Cinquantachili di botti artigianali pronti a esplodere nel cuore delle festività natalizie sequestrati a Sestu dai carabinieri che, nella notte appena trascorsa, hanno arrestato un commerciante di 37 anni, residente nell’hinterland cagliaritano e già noto alle forze dell’ordine, ponendo fine a un’attività illegale considerata ad altissimo rischio per la sicurezza pubblica.
Con l’avvicinarsi del Natale e del Capodanno, periodo in cui cresce in modo esponenziale l’uso di artifici pirotecnici, l’arma dei carabinieri ha rafforzato i servizi di prevenzione e controllo del territorio per contrastare la produzione e la vendita clandestina di fuochi d’artificio. Un fenomeno pericoloso non solo per chi li utilizza, ma anche per chi può trovarsi casualmente nelle vicinanze di esplosioni incontrollate, spesso imprevedibili e devastanti.

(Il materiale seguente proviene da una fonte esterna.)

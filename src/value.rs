// Copyright 2021 Datafuse Labs
//
// Licensed under the Apache License, Version 2.0 (the "License");
// you may not use this file except in compliance with the License.
// You may obtain a copy of the License at
//
//     http://www.apache.org/licenses/LICENSE-2.0
//
// Unless required by applicable law or agreed to in writing, software
// distributed under the License is distributed on an "AS IS" BASIS,
// WITHOUT WARRANTIES OR CONDITIONS OF ANY KIND, either express or implied.
// See the License for the specific language governing permissions and
// limitations under the License.

use std::fmt;

/// Returned by [`Value::as_int`] when the text is not a decimal integer.
pub const INT_SENTINEL: i64 = i64::MIN;

/// Returned by [`Value::as_float`] when the text is not a float.
pub const FLOAT_SENTINEL: f64 = i64::MIN as f64;

/// A scalar field value as stored in the remote hash.
///
/// The remote store keeps every field as text.
/// The typed accessors never fail: unparseable text yields a documented sentinel.
#[derive(Debug, Clone, Default, PartialEq, Eq, Hash)]
pub struct Value {
    raw: String,
}

impl Value {
    pub fn new(raw: impl ToString) -> Self {
        Value {
            raw: raw.to_string(),
        }
    }

    pub fn as_str(&self) -> &str {
        &self.raw
    }

    pub fn into_string(self) -> String {
        self.raw
    }

    /// Whether the text is empty or consists only of whitespace.
    pub fn is_empty(&self) -> bool {
        self.raw.trim().is_empty()
    }

    /// Parse as a decimal integer, or [`INT_SENTINEL`].
    pub fn as_int(&self) -> i64 {
        self.raw.parse::<i64>().unwrap_or(INT_SENTINEL)
    }

    /// Parse as a float, or [`FLOAT_SENTINEL`].
    ///
    /// A finite number too large for `f64`, e.g. `1e400`, is out of range and yields the sentinel.
    /// The spellings `inf`, `infinity` and `nan` are accepted.
    pub fn as_float(&self) -> f64 {
        let Ok(f) = self.raw.parse::<f64>() else {
            return FLOAT_SENTINEL;
        };

        if f.is_infinite() && !self.raw.to_ascii_lowercase().contains("inf") {
            return FLOAT_SENTINEL;
        }
        f
    }

    /// Parse as a boolean; anything unrecognized is `false`.
    ///
    /// Accepted spellings: `1 t T TRUE true True` and `0 f F FALSE false False`.
    pub fn as_bool(&self) -> bool {
        matches!(self.raw.as_str(), "1" | "t" | "T" | "TRUE" | "true" | "True")
    }
}

impl fmt::Display for Value {
    fn fmt(&self, f: &mut fmt::Formatter<'_>) -> fmt::Result {
        write!(f, "{}", self.raw)
    }
}

impl From<String> for Value {
    fn from(raw: String) -> Self {
        Value { raw }
    }
}

impl From<&str> for Value {
    fn from(raw: &str) -> Self {
        Value::new(raw)
    }
}

/// A field of the cached collection together with its value.
#[derive(Debug, Clone, PartialEq, Eq)]
pub struct Entry {
    pub key: String,
    pub value: Value,
}

impl Entry {
    pub fn new(key: impl ToString, value: impl Into<Value>) -> Self {
        Entry {
            key: key.to_string(),
            value: value.into(),
        }
    }

    pub fn unpack(self) -> (String, Value) {
        (self.key, self.value)
    }
}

In questo contesto si inserisce l’operazione condotta dai Carabinieri della Stazione di Sestu, impegnati in uno specifico servizio mirato al contrasto del commercio illegale di materiale pirotecnico artigianale. L’arresto è maturato al termine di un’attività investigativa di tipo tradizionale, basata su mirati accertamenti info-investigativi e su un costante lavoro di osservazione del territorio. Gli approfondimenti hanno permesso ai militari di individuare un deposito riconducibile all’indagato, monitorandone i movimenti e pianificando l’intervento nel momento ritenuto più idoneo, in condizioni di massima sicurezza.
Una volta completato il quadro indiziario, i Carabinieri hanno fatto accesso al locale e proceduto a una perquisizione personale e domiciliare d’iniziativa. All’interno sono stati rinvenuti numerosi artifici pirotecnici artigianali di varia tipologia: bombe carta di diverso peso, candelotti esplosivi, petardi, razzi, batterie pirotecniche ad alto numero di colpi e altro materiale esplodente, per un peso complessivo di circa 50 chilogrammi. Durante l’operazione è stata inoltre sequestrata la somma di 255 euro in contanti, ritenuta provento dell’attività illecita.
Considerata l’elevata pericolosità del materiale rinvenuto, gli artifici sono stati presi in carico dai militari e collocati in un locale idoneo, in attesa delle successive operazioni di distruzione che saranno effettuate da personale specializzato.
Ricostruita la vicenda, il 37enne è stato arrestato in flagranza per i reati di detenzione e fabbricazione abusiva di materie esplodenti e condotto in caserma. Al termine delle formalità di rito, verrà trasferito presso la Casa circondariale di Uta, a disposizione dell’Autorità giudiziaria, informata dai Carabinieri della Stazione di Sestu che procedono.
L’operazione rientra nel più ampio dispositivo di controllo predisposto dall’Arma dei Carabinieri per il periodo delle festività natalizie, con l’obiettivo di ridurre drasticamente la circolazione di materiale esplodente illegale e garantire maggiori condizioni di sicurezza per l’intera collettività, in particolare nei contesti urbani e familiari più esposti a questo tipo di rischio.